WHAT YOU HAVE TO DO:
Locate and copy each line in the data that contains the word "loaded".

Saved data entries:
▼
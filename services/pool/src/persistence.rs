//! Snapshot persistence
//!
//! One record per file: a fixed header followed by a bincode payload.
//!
//! ```text
//! ┌────────┬─────────┬────────┬───────────┬──────────────┐
//! │ "DEXS" │ version │ crc32  │ len (u64) │ bincode body │
//! │ 4 B    │ u16 LE  │ u32 LE │ LE        │ len bytes    │
//! └────────┴─────────┴────────┴───────────┴──────────────┘
//! ```
//!
//! Writes go to a sibling temp file which is fsynced and then renamed over
//! the target, so readers see either the old record or the new one.

use crate::error::PoolError;
use serde::de::DeserializeOwned;
use serde::Serialize;
use std::fs::{self, File};
use std::io::Write;
use std::path::{Path, PathBuf};
use thiserror::Error;
use tracing::{debug, info};

const MAGIC: [u8; 4] = *b"DEXS";
const FORMAT_VERSION: u16 = 1;
const HEADER_LEN: usize = 4 + 2 + 4 + 8;

#[derive(Debug, Error)]
pub enum SnapshotError {
    #[error("I/O error: {0}")]
    Io(#[from] std::io::Error),

    #[error("Serialization error: {0}")]
    Serialization(#[from] bincode::Error),

    #[error("Not a snapshot file (bad magic)")]
    BadMagic,

    #[error("Unsupported snapshot version {0}")]
    UnsupportedVersion(u16),

    #[error("Snapshot truncated: expected {expected} bytes, found {actual}")]
    Truncated { expected: usize, actual: usize },

    #[error("Checksum mismatch: header {expected:#010x}, payload {actual:#010x}")]
    ChecksumMismatch { expected: u32, actual: u32 },
}

impl From<SnapshotError> for PoolError {
    fn from(err: SnapshotError) -> Self {
        PoolError::Persistence(err.to_string())
    }
}

/// File-backed store for one serialisable record
#[derive(Debug, Clone)]
pub struct SnapshotStore {
    path: PathBuf,
}

impl SnapshotStore {
    pub fn new(path: impl Into<PathBuf>) -> Self {
        Self { path: path.into() }
    }

    pub fn path(&self) -> &Path {
        &self.path
    }

    fn temp_path(&self) -> PathBuf {
        let mut name = self
            .path
            .file_name()
            .map(|n| n.to_os_string())
            .unwrap_or_default();
        name.push(".tmp");
        self.path.with_file_name(name)
    }

    pub fn encode<T: Serialize>(value: &T) -> Result<Vec<u8>, SnapshotError> {
        let payload = bincode::serialize(value)?;
        let checksum = crc32fast::hash(&payload);

        let mut bytes = Vec::with_capacity(HEADER_LEN + payload.len());
        bytes.extend_from_slice(&MAGIC);
        bytes.extend_from_slice(&FORMAT_VERSION.to_le_bytes());
        bytes.extend_from_slice(&checksum.to_le_bytes());
        bytes.extend_from_slice(&(payload.len() as u64).to_le_bytes());
        bytes.extend_from_slice(&payload);
        Ok(bytes)
    }

    pub fn decode<T: DeserializeOwned>(bytes: &[u8]) -> Result<T, SnapshotError> {
        if bytes.len() < HEADER_LEN {
            return Err(SnapshotError::Truncated {
                expected: HEADER_LEN,
                actual: bytes.len(),
            });
        }
        let (header, payload) = bytes.split_at(HEADER_LEN);

        if header[0..4] != MAGIC {
            return Err(SnapshotError::BadMagic);
        }
        let version = u16::from_le_bytes([header[4], header[5]]);
        if version != FORMAT_VERSION {
            return Err(SnapshotError::UnsupportedVersion(version));
        }
        let expected = u32::from_le_bytes([header[6], header[7], header[8], header[9]]);
        let mut len_bytes = [0u8; 8];
        len_bytes.copy_from_slice(&header[10..18]);
        let len = u64::from_le_bytes(len_bytes) as usize;

        if payload.len() != len {
            return Err(SnapshotError::Truncated {
                expected: HEADER_LEN + len,
                actual: bytes.len(),
            });
        }
        let actual = crc32fast::hash(payload);
        if actual != expected {
            return Err(SnapshotError::ChecksumMismatch { expected, actual });
        }

        Ok(bincode::deserialize(payload)?)
    }

    /// Atomically replace the stored record
    pub fn save<T: Serialize>(&self, value: &T) -> Result<(), SnapshotError> {
        let bytes = Self::encode(value)?;
        if let Some(parent) = self.path.parent() {
            if !parent.as_os_str().is_empty() {
                fs::create_dir_all(parent)?;
            }
        }

        let temp = self.temp_path();
        {
            let mut file = File::create(&temp)?;
            file.write_all(&bytes)?;
            file.sync_all()?;
        }
        fs::rename(&temp, &self.path)?;

        debug!(path = ?self.path, bytes = bytes.len(), "Snapshot written");
        Ok(())
    }

    /// Load the stored record; `None` when no snapshot exists yet
    pub fn load<T: DeserializeOwned>(&self) -> Result<Option<T>, SnapshotError> {
        if !self.path.exists() {
            info!(path = ?self.path, "No existing snapshot found");
            return Ok(None);
        }
        let bytes = fs::read(&self.path)?;
        let value = Self::decode(&bytes)?;
        info!(path = ?self.path, "Snapshot restored");
        Ok(Some(value))
    }
}

#[cfg(test)]
mod tests {
    use super::*;
    use crate::ledger::ReserveLedger;
    use tempfile::tempdir;
    use types::{AccountId, WeiAmount};

    #[test]
    fn test_missing_file_loads_none() {
        let dir = tempdir().unwrap();
        let store = SnapshotStore::new(dir.path().join("pool.bin"));
        assert!(store.load::<ReserveLedger>().unwrap().is_none());
    }

    #[test]
    fn test_save_replaces_previous_record() {
        let dir = tempdir().unwrap();
        let store = SnapshotStore::new(dir.path().join("nested").join("pool.bin"));

        let mut ledger = ReserveLedger::new();
        store.save(&ledger).unwrap();
        ledger
            .initialize(AccountId::from_low_u64(1), WeiAmount::ONE, WeiAmount::ONE)
            .unwrap();
        store.save(&ledger).unwrap();

        let loaded: ReserveLedger = store.load().unwrap().unwrap();
        assert_eq!(loaded, ledger);
        assert!(!store.temp_path().exists());
    }

    #[test]
    fn test_flipped_byte_fails_checksum() {
        let mut bytes = SnapshotStore::encode(&ReserveLedger::new()).unwrap();
        let last = bytes.len() - 1;
        bytes[last] ^= 0xff;

        let err = SnapshotStore::decode::<ReserveLedger>(&bytes).unwrap_err();
        assert!(matches!(err, SnapshotError::ChecksumMismatch { .. }));
    }

    #[test]
    fn test_rejects_foreign_file() {
        let err = SnapshotStore::decode::<ReserveLedger>(b"not a snapshot at all").unwrap_err();
        assert!(matches!(err, SnapshotError::BadMagic));

        let err = SnapshotStore::decode::<ReserveLedger>(b"DEX").unwrap_err();
        assert!(matches!(err, SnapshotError::Truncated { .. }));
    }
}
▲
COMPLETED TASK:
        let loaded: ReserveLedger = store.load().unwrap().unwrap();
        assert_eq!(loaded, ledger);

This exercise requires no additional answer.